───── Given entries ─────
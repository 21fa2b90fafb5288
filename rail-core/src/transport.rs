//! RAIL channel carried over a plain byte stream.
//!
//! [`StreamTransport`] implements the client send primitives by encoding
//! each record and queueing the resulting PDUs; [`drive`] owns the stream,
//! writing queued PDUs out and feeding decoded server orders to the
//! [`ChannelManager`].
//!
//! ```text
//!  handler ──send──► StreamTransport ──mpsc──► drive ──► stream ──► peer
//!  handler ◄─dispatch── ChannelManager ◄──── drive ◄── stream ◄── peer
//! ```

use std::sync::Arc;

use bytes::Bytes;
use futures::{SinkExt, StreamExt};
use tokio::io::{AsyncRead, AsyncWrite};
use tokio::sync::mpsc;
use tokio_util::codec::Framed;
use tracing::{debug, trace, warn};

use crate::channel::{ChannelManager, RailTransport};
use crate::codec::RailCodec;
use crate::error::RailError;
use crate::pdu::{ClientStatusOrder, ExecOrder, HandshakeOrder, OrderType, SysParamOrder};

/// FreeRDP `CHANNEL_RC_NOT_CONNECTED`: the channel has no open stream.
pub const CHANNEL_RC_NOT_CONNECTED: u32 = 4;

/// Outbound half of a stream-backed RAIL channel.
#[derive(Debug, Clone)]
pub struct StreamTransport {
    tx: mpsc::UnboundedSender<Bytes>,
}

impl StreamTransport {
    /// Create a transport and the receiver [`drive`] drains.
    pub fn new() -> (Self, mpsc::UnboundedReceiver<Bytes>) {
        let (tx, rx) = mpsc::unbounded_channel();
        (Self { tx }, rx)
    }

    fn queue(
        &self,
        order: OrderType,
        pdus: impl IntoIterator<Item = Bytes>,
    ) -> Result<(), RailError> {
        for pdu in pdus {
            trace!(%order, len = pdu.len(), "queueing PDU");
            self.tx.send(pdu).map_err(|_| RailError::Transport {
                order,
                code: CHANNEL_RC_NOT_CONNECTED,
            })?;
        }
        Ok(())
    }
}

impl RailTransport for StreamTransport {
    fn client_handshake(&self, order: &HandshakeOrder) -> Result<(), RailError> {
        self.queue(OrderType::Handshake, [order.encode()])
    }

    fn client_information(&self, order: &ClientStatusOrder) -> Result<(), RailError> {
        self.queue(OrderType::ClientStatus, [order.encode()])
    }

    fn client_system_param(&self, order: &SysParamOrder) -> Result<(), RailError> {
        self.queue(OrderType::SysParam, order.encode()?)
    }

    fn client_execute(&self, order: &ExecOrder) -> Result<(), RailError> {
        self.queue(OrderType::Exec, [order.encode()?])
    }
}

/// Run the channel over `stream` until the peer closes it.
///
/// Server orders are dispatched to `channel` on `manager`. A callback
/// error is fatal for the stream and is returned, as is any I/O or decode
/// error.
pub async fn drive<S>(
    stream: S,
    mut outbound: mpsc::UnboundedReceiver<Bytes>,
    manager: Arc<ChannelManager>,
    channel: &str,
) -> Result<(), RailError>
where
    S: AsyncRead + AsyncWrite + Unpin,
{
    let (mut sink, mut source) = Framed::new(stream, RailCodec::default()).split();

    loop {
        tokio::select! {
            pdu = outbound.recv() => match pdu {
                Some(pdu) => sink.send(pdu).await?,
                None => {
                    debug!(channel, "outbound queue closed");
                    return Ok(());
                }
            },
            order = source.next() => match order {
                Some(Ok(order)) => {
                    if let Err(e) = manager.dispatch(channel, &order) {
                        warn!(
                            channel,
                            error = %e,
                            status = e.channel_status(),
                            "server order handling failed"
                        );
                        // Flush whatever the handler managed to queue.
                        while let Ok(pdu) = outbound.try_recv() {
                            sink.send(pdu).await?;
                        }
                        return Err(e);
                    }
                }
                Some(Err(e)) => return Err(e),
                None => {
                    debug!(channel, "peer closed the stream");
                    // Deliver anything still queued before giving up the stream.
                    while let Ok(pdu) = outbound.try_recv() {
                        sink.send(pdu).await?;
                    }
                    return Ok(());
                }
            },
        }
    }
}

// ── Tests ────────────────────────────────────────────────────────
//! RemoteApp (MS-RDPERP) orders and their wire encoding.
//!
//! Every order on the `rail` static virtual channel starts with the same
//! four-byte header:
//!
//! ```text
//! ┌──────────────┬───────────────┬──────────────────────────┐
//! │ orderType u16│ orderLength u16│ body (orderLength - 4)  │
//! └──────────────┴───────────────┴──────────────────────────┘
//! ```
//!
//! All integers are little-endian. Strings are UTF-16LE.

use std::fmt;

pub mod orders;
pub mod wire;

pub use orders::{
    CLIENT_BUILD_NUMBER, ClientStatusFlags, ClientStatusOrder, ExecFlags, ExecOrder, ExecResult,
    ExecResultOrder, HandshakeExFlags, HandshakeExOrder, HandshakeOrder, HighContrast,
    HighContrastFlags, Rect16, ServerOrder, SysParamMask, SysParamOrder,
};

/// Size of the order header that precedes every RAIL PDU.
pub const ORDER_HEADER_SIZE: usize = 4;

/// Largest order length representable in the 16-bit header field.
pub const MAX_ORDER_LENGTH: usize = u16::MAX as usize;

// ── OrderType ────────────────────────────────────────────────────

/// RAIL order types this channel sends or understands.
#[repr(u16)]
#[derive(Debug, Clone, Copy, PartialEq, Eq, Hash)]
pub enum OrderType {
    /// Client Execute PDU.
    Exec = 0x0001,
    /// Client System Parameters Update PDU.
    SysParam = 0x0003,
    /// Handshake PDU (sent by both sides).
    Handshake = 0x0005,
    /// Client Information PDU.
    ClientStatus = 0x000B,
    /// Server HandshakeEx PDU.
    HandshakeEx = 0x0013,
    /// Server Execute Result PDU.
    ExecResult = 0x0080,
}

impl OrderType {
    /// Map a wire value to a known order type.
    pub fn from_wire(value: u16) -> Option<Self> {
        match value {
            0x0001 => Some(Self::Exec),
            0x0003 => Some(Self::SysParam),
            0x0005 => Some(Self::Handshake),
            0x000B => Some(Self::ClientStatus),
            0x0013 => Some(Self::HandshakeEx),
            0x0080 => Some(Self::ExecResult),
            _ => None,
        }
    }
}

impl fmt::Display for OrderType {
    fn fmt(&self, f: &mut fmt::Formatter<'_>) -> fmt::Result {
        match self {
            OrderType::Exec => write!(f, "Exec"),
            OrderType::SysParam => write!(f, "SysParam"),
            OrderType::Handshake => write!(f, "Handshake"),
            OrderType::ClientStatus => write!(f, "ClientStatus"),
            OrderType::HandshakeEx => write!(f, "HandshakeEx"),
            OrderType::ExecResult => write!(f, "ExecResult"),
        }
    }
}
─────
───── Given entries ─────
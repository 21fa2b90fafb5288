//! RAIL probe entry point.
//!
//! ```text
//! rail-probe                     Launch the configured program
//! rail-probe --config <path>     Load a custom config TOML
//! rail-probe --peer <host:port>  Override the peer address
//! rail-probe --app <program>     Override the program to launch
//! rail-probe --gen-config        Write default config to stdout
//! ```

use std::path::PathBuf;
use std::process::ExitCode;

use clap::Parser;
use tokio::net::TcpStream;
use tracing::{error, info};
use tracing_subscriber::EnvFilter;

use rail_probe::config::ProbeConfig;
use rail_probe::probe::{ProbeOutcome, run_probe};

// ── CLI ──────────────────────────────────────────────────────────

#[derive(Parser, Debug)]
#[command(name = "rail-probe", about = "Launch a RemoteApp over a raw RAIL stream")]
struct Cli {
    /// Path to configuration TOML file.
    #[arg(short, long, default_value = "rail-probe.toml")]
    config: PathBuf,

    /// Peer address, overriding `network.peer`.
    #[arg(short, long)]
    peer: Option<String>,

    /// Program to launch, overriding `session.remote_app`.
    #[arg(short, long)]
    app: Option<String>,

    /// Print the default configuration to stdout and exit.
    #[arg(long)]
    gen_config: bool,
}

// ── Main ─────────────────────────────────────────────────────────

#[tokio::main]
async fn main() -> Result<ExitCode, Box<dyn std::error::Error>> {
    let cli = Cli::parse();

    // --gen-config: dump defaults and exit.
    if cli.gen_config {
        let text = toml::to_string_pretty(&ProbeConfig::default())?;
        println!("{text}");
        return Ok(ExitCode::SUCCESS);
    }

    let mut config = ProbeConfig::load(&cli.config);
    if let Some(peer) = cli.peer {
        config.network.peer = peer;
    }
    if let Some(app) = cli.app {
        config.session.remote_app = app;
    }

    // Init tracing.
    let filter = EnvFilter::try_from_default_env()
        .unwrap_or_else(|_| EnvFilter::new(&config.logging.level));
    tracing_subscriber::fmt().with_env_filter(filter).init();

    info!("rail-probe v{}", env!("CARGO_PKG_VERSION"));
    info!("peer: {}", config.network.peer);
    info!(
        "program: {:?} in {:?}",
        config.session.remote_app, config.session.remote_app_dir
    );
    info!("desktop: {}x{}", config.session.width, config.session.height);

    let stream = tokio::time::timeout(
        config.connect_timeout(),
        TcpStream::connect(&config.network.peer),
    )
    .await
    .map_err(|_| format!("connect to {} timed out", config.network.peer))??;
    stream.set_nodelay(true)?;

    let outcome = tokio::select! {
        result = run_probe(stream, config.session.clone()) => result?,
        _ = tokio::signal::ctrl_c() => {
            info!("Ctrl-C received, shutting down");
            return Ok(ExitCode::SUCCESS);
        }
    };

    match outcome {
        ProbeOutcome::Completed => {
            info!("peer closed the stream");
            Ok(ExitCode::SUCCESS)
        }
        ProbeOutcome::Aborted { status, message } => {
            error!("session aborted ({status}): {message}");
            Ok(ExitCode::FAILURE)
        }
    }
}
─────
What this task involves
Search the lines above for the string "long", then show every one that has it.

Response to this exercise
    #[arg(short, long, default_value = "rail-probe.toml")]
    #[arg(short, long)]
    #[arg(short, long)]
    #[arg(long)]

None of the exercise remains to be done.